#### [TASK MATERIAL]
//! The shared pool slot and the seam between it and the driver.

use crate::failure::DbFailure;
use async_trait::async_trait;
use core_types::{QueryRequest, Rows};
use parking_lot::RwLock;
use std::sync::atomic::{AtomicU64, Ordering};
use std::sync::Arc;

/// A pool of live database connections.
///
/// Each call checks out its own connection and returns it before completing,
/// on every path.
#[async_trait]
pub trait ConnectionPool: Send + Sync + 'static {
    /// Runs one parameterized statement and returns every row it produced.
    async fn fetch_all(&self, request: &QueryRequest) -> Result<Rows, DbFailure>;

    /// Checks out one connection and runs a trivial liveness query on it.
    async fn ping(&self) -> Result<(), DbFailure>;

    /// Starts shutting the pool down. Users still holding the pool finish (or
    /// fail) on their own.
    fn close(&self);

    fn is_closed(&self) -> bool;
}

/// Builds pools. Building must not fail: real connection attempts are
/// deferred until the pool is first used.
pub trait PoolFactory: Send + Sync + 'static {
    type Pool: ConnectionPool;

    fn build(&self) -> Self::Pool;
}

/// Owns the single process-wide pool.
///
/// The pool is created on first use and replaced wholesale when it is retired.
/// Callers always go through [`get_pool`](Self::get_pool) for each attempt and
/// never hold on to a handle across retries.
pub struct PoolManager<F: PoolFactory> {
    factory: F,
    current: RwLock<Option<Arc<F::Pool>>>,
    builds: AtomicU64,
}

impl<F: PoolFactory> PoolManager<F> {
    pub fn new(factory: F) -> Self {
        Self { factory, current: RwLock::new(None), builds: AtomicU64::new(0) }
    }

    /// Returns the current pool, building a fresh one if there is none or if
    /// the held one has been closed underneath us.
    pub fn get_pool(&self) -> Arc<F::Pool> {
        if let Some(pool) = self.current.read().as_ref() {
            if !pool.is_closed() {
                return Arc::clone(pool);
            }
        }

        let mut slot = self.current.write();
        // Another caller may have rebuilt it while we waited for the lock.
        if let Some(pool) = slot.as_ref() {
            if !pool.is_closed() {
                return Arc::clone(pool);
            }
            tracing::warn!("Database pool was closed unexpectedly; rebuilding.");
        }

        let pool = Arc::new(self.factory.build());
        let generation = self.builds.fetch_add(1, Ordering::SeqCst) + 1;
        tracing::debug!(generation, "Built database pool.");
        *slot = Some(Arc::clone(&pool));
        pool
    }

    /// Closes and clears the current pool, whatever it is.
    pub fn invalidate(&self) {
        let retired = self.current.write().take();
        if let Some(pool) = retired {
            tracing::info!("Database pool invalidated; it will be rebuilt on next use.");
            pool.close();
        }
    }

    /// Closes `pool` and clears the slot if it still holds that same pool.
    ///
    /// A pool that has already been replaced by a concurrent caller is closed
    /// but its replacement is left alone.
    pub fn retire(&self, pool: &Arc<F::Pool>) {
        {
            let mut slot = self.current.write();
            if slot.as_ref().is_some_and(|current| Arc::ptr_eq(current, pool)) {
                *slot = None;
                tracing::info!("Database pool retired; it will be rebuilt on next use.");
            }
        }
        pool.close();
    }

    /// Whether a pool is currently held.
    pub fn has_pool(&self) -> bool {
        self.current.read().is_some()
    }

    /// How many pools have been built over the manager's lifetime.
    pub fn builds(&self) -> u64 {
        self.builds.load(Ordering::SeqCst)
    }
}

#[cfg(test)]
mod tests {
    use super::*;
    use crate::testing::ScriptedFactory;

    #[tokio::test]
    async fn pool_is_created_lazily_and_reused() {
        let factory = ScriptedFactory::default();
        let manager = PoolManager::new(factory.clone());
        assert!(!manager.has_pool());
        assert_eq!(manager.builds(), 0);

        let first = manager.get_pool();
        let second = manager.get_pool();
        assert!(Arc::ptr_eq(&first, &second));
        assert_eq!(manager.builds(), 1);
        assert_eq!(factory.built(), 1);
    }

    #[tokio::test]
    async fn invalidate_forces_a_rebuild() {
        let manager = PoolManager::new(ScriptedFactory::default());
        let first = manager.get_pool();
        manager.invalidate();
        assert!(!manager.has_pool());
        assert!(first.is_closed());

        let second = manager.get_pool();
        assert!(!Arc::ptr_eq(&first, &second));
        assert_eq!(manager.builds(), 2);
    }

    #[tokio::test]
    async fn closed_pool_is_replaced_on_next_get() {
        let manager = PoolManager::new(ScriptedFactory::default());
        let first = manager.get_pool();
        first.close();

        let second = manager.get_pool();
        assert!(!second.is_closed());
        assert_eq!(manager.builds(), 2);
    }

    #[tokio::test]
    async fn retiring_a_stale_pool_keeps_its_replacement() {
        let manager = PoolManager::new(ScriptedFactory::default());
        let stale = manager.get_pool();
        manager.invalidate();
        let fresh = manager.get_pool();

        manager.retire(&stale);
        assert!(manager.has_pool());
        assert!(Arc::ptr_eq(&manager.get_pool(), &fresh));
    }
}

#### [PROMPT]
Make a faithful copy of every record above.

#### [RESULT FOR THIS TASK]
//! The shared pool slot and the seam between it and the driver.

use crate::failure::DbFailure;
use async_trait::async_trait;
use core_types::{QueryRequest, Rows};
use parking_lot::RwLock;
use std::sync::atomic::{AtomicU64, Ordering};
use std::sync::Arc;

/// A pool of live database connections.
///
/// Each call checks out its own connection and returns it before completing,
/// on every path.
#[async_trait]
pub trait ConnectionPool: Send + Sync + 'static {
    /// Runs one parameterized statement and returns every row it produced.
    async fn fetch_all(&self, request: &QueryRequest) -> Result<Rows, DbFailure>;

    /// Checks out one connection and runs a trivial liveness query on it.
    async fn ping(&self) -> Result<(), DbFailure>;

    /// Starts shutting the pool down. Users still holding the pool finish (or
    /// fail) on their own.
    fn close(&self);

    fn is_closed(&self) -> bool;
}

/// Builds pools. Building must not fail: real connection attempts are
/// deferred until the pool is first used.
pub trait PoolFactory: Send + Sync + 'static {
    type Pool: ConnectionPool;

    fn build(&self) -> Self::Pool;
}

/// Owns the single process-wide pool.
///
/// The pool is created on first use and replaced wholesale when it is retired.
/// Callers always go through [`get_pool`](Self::get_pool) for each attempt and
/// never hold on to a handle across retries.
pub struct PoolManager<F: PoolFactory> {
    factory: F,
    current: RwLock<Option<Arc<F::Pool>>>,
    builds: AtomicU64,
}

impl<F: PoolFactory> PoolManager<F> {
    pub fn new(factory: F) -> Self {
        Self { factory, current: RwLock::new(None), builds: AtomicU64::new(0) }
    }

    /// Returns the current pool, building a fresh one if there is none or if
    /// the held one has been closed underneath us.
    pub fn get_pool(&self) -> Arc<F::Pool> {
        if let Some(pool) = self.current.read().as_ref() {
            if !pool.is_closed() {
                return Arc::clone(pool);
            }
        }

        let mut slot = self.current.write();
        // Another caller may have rebuilt it while we waited for the lock.
        if let Some(pool) = slot.as_ref() {
            if !pool.is_closed() {
                return Arc::clone(pool);
            }
            tracing::warn!("Database pool was closed unexpectedly; rebuilding.");
        }

        let pool = Arc::new(self.factory.build());
        let generation = self.builds.fetch_add(1, Ordering::SeqCst) + 1;
        tracing::debug!(generation, "Built database pool.");
        *slot = Some(Arc::clone(&pool));
        pool
    }

    /// Closes and clears the current pool, whatever it is.
    pub fn invalidate(&self) {
        let retired = self.current.write().take();
        if let Some(pool) = retired {
            tracing::info!("Database pool invalidated; it will be rebuilt on next use.");
            pool.close();
        }
    }

    /// Closes `pool` and clears the slot if it still holds that same pool.
    ///
    /// A pool that has already been replaced by a concurrent caller is closed
    /// but its replacement is left alone.
    pub fn retire(&self, pool: &Arc<F::Pool>) {
        {
            let mut slot = self.current.write();
            if slot.as_ref().is_some_and(|current| Arc::ptr_eq(current, pool)) {
                *slot = None;
                tracing::info!("Database pool retired; it will be rebuilt on next use.");
            }
        }
        pool.close();
    }

    /// Whether a pool is currently held.
    pub fn has_pool(&self) -> bool {
        self.current.read().is_some()
    }

    /// How many pools have been built over the manager's lifetime.
    pub fn builds(&self) -> u64 {
        self.builds.load(Ordering::SeqCst)
    }
}

#[cfg(test)]
mod tests {
    use super::*;
    use crate::testing::ScriptedFactory;

    #[tokio::test]
    async fn pool_is_created_lazily_and_reused() {
        let factory = ScriptedFactory::default();
        let manager = PoolManager::new(factory.clone());
        assert!(!manager.has_pool());
        assert_eq!(manager.builds(), 0);

        let first = manager.get_pool();
        let second = manager.get_pool();
        assert!(Arc::ptr_eq(&first, &second));
        assert_eq!(manager.builds(), 1);
        assert_eq!(factory.built(), 1);
    }

    #[tokio::test]
    async fn invalidate_forces_a_rebuild() {
        let manager = PoolManager::new(ScriptedFactory::default());
        let first = manager.get_pool();
        manager.invalidate();
        assert!(!manager.has_pool());
        assert!(first.is_closed());

        let second = manager.get_pool();
        assert!(!Arc::ptr_eq(&first, &second));
        assert_eq!(manager.builds(), 2);
    }

    #[tokio::test]
    async fn closed_pool_is_replaced_on_next_get() {
        let manager = PoolManager::new(ScriptedFactory::default());
        let first = manager.get_pool();
        first.close();

        let second = manager.get_pool();
        assert!(!second.is_closed());
        assert_eq!(manager.builds(), 2);
    }

    #[tokio::test]
    async fn retiring_a_stale_pool_keeps_its_replacement() {
        let manager = PoolManager::new(ScriptedFactory::default());
        let stale = manager.get_pool();
        manager.invalidate();
        let fresh = manager.get_pool();

        manager.retire(&stale);
        assert!(manager.has_pool());
        assert!(Arc::ptr_eq(&manager.get_pool(), &fresh));
    }
}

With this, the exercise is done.